Work item: Take every line from the data that has the word "Infallible" in it.

Exercise input:
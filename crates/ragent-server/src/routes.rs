// HTTP routes
//
// GET  /health       service status plus the configured model and tools
// POST /invocations  one chat turn; JSON, or SSE when the request sets "stream"

use std::convert::Infallible;

use axum::{
    extract::State,
    http::StatusCode,
    response::{
        sse::{Event, KeepAlive, Sse},
        IntoResponse, Response,
    },
    routing::{get, post},
    Json, Router,
};
use futures::StreamExt;
use ragent_core::{
    AgentLoopError, BoxedLlmDriver, ChatAgent, ChatAgentChunk, ChatAgentRequest, ToolRegistry,
};
use serde::Serialize;
use serde_json::json;
use tower_http::trace::TraceLayer;

/// The agent as served: any LLM driver, tools from the registry
pub type ServedAgent = ChatAgent<BoxedLlmDriver, ToolRegistry>;

/// App state shared across routes
#[derive(Clone)]
pub struct AppState {
    pub agent: ServedAgent,
}

impl AppState {
    pub fn new(agent: ServedAgent) -> Self {
        Self { agent }
    }
}

pub fn router(state: AppState) -> Router {
    Router::new()
        .route("/health", get(health))
        .route("/invocations", post(invocations))
        .with_state(state)
        .layer(TraceLayer::new_for_http())
}

// ============================================================================
// Handlers
// ============================================================================

#[derive(Serialize)]
struct HealthResponse {
    status: &'static str,
    version: &'static str,
    model: String,
    tools: Vec<String>,
}

async fn health(State(state): State<AppState>) -> Json<HealthResponse> {
    let conversation_loop = state.agent.conversation_loop();
    Json(HealthResponse {
        status: "ok",
        version: env!("CARGO_PKG_VERSION"),
        model: conversation_loop.config().model.clone(),
        tools: conversation_loop
            .tool_executor()
            .tool_names()
            .into_iter()
            .map(str::to_string)
            .collect(),
    })
}

async fn invocations(
    State(state): State<AppState>,
    Json(request): Json<ChatAgentRequest>,
) -> Result<Response, ApiError> {
    if request.messages.is_empty() {
        return Err(ApiError(AgentLoopError::NoMessages));
    }

    if !request.stream {
        let response = state.agent.predict(request).await?;
        return Ok(Json(response).into_response());
    }

    tracing::info!(
        message_count = request.messages.len(),
        "Starting invocation stream"
    );

    let events = state
        .agent
        .predict_stream(request)
        .map(|item| Ok::<_, Infallible>(chunk_event(item)));

    Ok(Sse::new(events)
        .keep_alive(KeepAlive::default())
        .into_response())
}

fn chunk_event(item: Result<ChatAgentChunk, AgentLoopError>) -> Event {
    match item {
        Ok(chunk) => Event::default()
            .json_data(&chunk)
            .unwrap_or_else(|e| error_event(&e.to_string())),
        Err(e) => {
            tracing::error!(error = %e, "Invocation stream failed");
            error_event(&public_message(&e))
        }
    }
}

fn error_event(message: &str) -> Event {
    Event::default()
        .event("error")
        .data(json!({ "error": message }).to_string())
}

// ============================================================================
// Errors
// ============================================================================

/// Agent failure rendered as an HTTP response with body `{"error": ...}`
#[derive(Debug)]
pub struct ApiError(AgentLoopError);

impl From<AgentLoopError> for ApiError {
    fn from(err: AgentLoopError) -> Self {
        Self(err)
    }
}

impl ApiError {
    fn status(&self) -> StatusCode {
        match self.0 {
            AgentLoopError::NoMessages | AgentLoopError::Configuration(_) => {
                StatusCode::BAD_REQUEST
            }
            AgentLoopError::LlmTimeout(_) => StatusCode::GATEWAY_TIMEOUT,
            AgentLoopError::Llm(_) => StatusCode::BAD_GATEWAY,
            AgentLoopError::Internal(_) => StatusCode::INTERNAL_SERVER_ERROR,
        }
    }
}

impl IntoResponse for ApiError {
    fn into_response(self) -> Response {
        let status = self.status();
        if status.is_server_error() {
            tracing::error!(error = %self.0, "Invocation failed");
        }
        (status, Json(json!({ "error": public_message(&self.0) }))).into_response()
    }
}

/// Error text safe to return to callers
fn public_message(err: &AgentLoopError) -> String {
    match err {
        AgentLoopError::Internal(_) => "Internal server error".to_string(),
        other => other.to_string(),
    }
}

Task answer:
use std::convert::Infallible;
        .map(|item| Ok::<_, Infallible>(chunk_event(item)));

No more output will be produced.